Check the records below line by line for the string "filename". Give the number of lines that contain it and nothing else.
****************************************
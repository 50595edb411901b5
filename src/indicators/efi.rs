//! # Elder Force Index (EFI)
//!
//! EMA of the close-to-close change times volume.

use crate::batch::{scan_batch, BatchError};
use crate::utilities::candle::Candle;
use crate::utilities::math::EmaState;
use crate::utilities::IndicatorResult;
use serde::{Deserialize, Serialize};

#[derive(Clone, Copy, Debug, Serialize, Deserialize)]
pub struct EfiParams {
    pub length: usize,
}

impl Default for EfiParams {
    fn default() -> Self {
        Self { length: 13 }
    }
}

/// Evaluate every parameter set against every series in one dispatch.
pub fn efi_batch(
    series: &[Vec<Candle>],
    params: &[EfiParams],
) -> Result<Vec<Vec<Vec<IndicatorResult>>>, BatchError> {
    scan_batch(series, params, |bars, prm: &EfiParams, out| {
        let mut ema = EmaState::new(prm.length);
        for (i, c) in bars.iter().enumerate() {
            let mut r = IndicatorResult::empty(c.time);
            if i > 0 {
                let force = (c.close - bars[i - 1].close) * c.volume;
                let value = ema.update(force);
                if ema.is_formed() {
                    r = IndicatorResult::formed(c.time, value);
                }
            }
            out[i] = r;
        }
    })
}
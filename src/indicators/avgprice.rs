//! # Average Price
//!
//! `(open + high + low + close) / 4` per bar.

use crate::batch::{windowed_batch, BatchError};
use crate::utilities::candle::{extract_price, Candle, PriceKind};
use crate::utilities::IndicatorResult;
use serde::{Deserialize, Serialize};

#[derive(Clone, Copy, Debug, Default, Serialize, Deserialize)]
pub struct AvgPriceParams;

/// Evaluate every parameter set against every series in one dispatch.
pub fn avgprice_batch(
    series: &[Vec<Candle>],
    params: &[AvgPriceParams],
) -> Result<Vec<Vec<Vec<IndicatorResult>>>, BatchError> {
    windowed_batch(series, params, |bars, _prm, i| {
        IndicatorResult::formed(bars[i].time, extract_price(&bars[i], PriceKind::Average))
    })
}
****************************************
**Finished exercise:** 2